Marina: O debate sobre o encarceramento feminino, sobretudo a condição de mães e gestantes presas, envolve a superação do racismo estrutural. Além dos números evidenciarem um maior aprisionamento de mulheres negras, também há a distinção no tratamento dessas mulheres nas prisões, com violações de direitos e uso de violência física e psicológica. Ao racismo, somam-se outros problemas estruturais de nossa sociedade, como a desigualdade social e o pouco acesso à educação, que também reflete diretamente no perfil das mulheres presas no Brasil. Apenas 34% delas têm mais do que o Ensino Fundamental completo. A falta de acesso a direitos básicos, como moradia, educação, saúde e alimentação, que acompanha grande parte da nossa população, culmina em muitos casos na falta de acesso a uma defesa criminal de qualidade e na entrada dessas mulheres no sistema penal.  

redeGIFE: O Brasil contava, em março de 2020, início da pandemia de Covid-19 no país, com 208 mulheres gestantes, 44 puérperas e mais de 12 mil mães de crianças de até 12 anos, segundo dados do Departamento Penitenciário Nacional – Divisão de Atenção às Mulheres e Grupos Específicos, Quais legislações olham para a questão da maternidade no sistema prisional brasileiro? 

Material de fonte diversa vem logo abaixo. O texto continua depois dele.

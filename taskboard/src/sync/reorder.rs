//! Pure reorder planning.
//!
//! Turns "move task A to where task B is" into the new local sequence and
//! the set of `order` writes the store needs to match it.

use taskboard_proto::task::{FieldWrite, Task, TaskId, TaskPatch};

/// Result of planning a move.
#[derive(Debug, Clone, PartialEq, Eq)]
pub struct ReorderPlan {
    /// The list after the move, with `order == index` for every task.
    pub tasks: Vec<Task>,
    /// One write per task whose `order` changed.
    pub writes: Vec<FieldWrite>,
}

/// Removes the item at `from` and reinserts it at `to`.
///
/// Items between the two positions shift by one toward the vacated slot.
/// Out-of-range indices leave the slice untouched.
pub fn move_item<T>(items: &mut Vec<T>, from: usize, to: usize) {
    if from >= items.len() || to >= items.len() || from == to {
        return;
    }
    let item = items.remove(from);
    items.insert(to, item);
}

/// Plans moving `from` to the position currently held by `to`.
///
/// Returns `None` when either id is absent or both resolve to the same
/// index.
#[must_use]
pub fn plan_reorder(tasks: &[Task], from: &TaskId, to: &TaskId) -> Option<ReorderPlan> {
    let from_idx = tasks.iter().position(|t| &t.id == from)?;
    let to_idx = tasks.iter().position(|t| &t.id == to)?;
    if from_idx == to_idx {
        return None;
    }

    let mut reordered = tasks.to_vec();
    move_item(&mut reordered, from_idx, to_idx);

    let mut writes = Vec::new();
    for (index, task) in reordered.iter_mut().enumerate() {
        let order = u32::try_from(index).unwrap_or(u32::MAX);
        if task.order != order {
            task.order = order;
            writes.push(FieldWrite::new(task.id.clone(), TaskPatch::order(order)));
        }
    }

    Some(ReorderPlan {
        tasks: reordered,
        writes,
    })
}
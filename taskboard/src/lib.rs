//! Taskboard — task board client library.
//!
//! The [`sync::TaskSynchronizer`] keeps an ordered task list in step with a
//! [`store::RemoteStore`]: local edits are applied optimistically and every
//! snapshot from the store replaces local state wholesale.

pub mod config;
pub mod store;
pub mod sync;
pub mod view;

Marina: Existem dois dispositivos que garantem o direito ao vínculo materno-infantil para mulheres presas: o Marco Legal da Primeira Infância de 2016, e o habeas corpus coletivo concedido pelo STF [Supremo Tribunal Federal] em 2018, que afirmou o direito à prisão domiciliar de grávidas e mães de crianças de até 12 anos que respondem por crimes sem violência. Apesar desses dispositivos, a Justiça brasileira segue resistindo a cumprir a lei. O IDDD produziu um relatório intitulado “Mães Livres: a maternidade invisível no sistema de Justiça” que revela que em todas as etapas do processo penal, a maternidade não é levada em consideração ou é utilizada como forma de punir ainda mais a mulher pelo fato de ter descumprido o papel social esperado por ela na sociedade. Essa situação é ainda mais dramática com relação à mulher negra. O documentário Mães Livres, também produzido pelo IDDD, mostra algumas dessas mulheres. 

redeGIFE: De que forma o sistema de justiça pode evitar violações de direitos tanto para as mães como para os filhos?

Marina: O impacto que o rompimento no convívio entre mães e filhos pode ter no desenvolvimento das crianças é nefasto, principalmente durante a primeira infância. Mais da metade das mulheres presas são mães solo e cerca de 25% são responsáveis pelo sustento da família. Ou seja, quando a justiça se nega a cumprir a lei e mantêm essas mulheres presas, está colocando as crianças em situação de vulnerabilidade social. Muitas vezes as crianças acabam institucionalizadas, vão para abrigos e perdem o contato com a mãe. As consequências disso se perpetuam por gerações no núcleo familiar. Com a pandemia, a situação tornou-se ainda mais grave. Em março do ano passado, iniciamos um mutirão carcerário para obtermos a liberdade de gestantes e lactantes – além de outras pessoas nos grupos de risco da Covid-19 – presas provisoriamente no estado de São Paulo. Nesse caso, mais do que defender a liberdade, trabalhamos para defender o direito à vida dessas mulheres em presídios superlotados e insalubres, locais extremamente propícios para a proliferação de doenças infecciosas.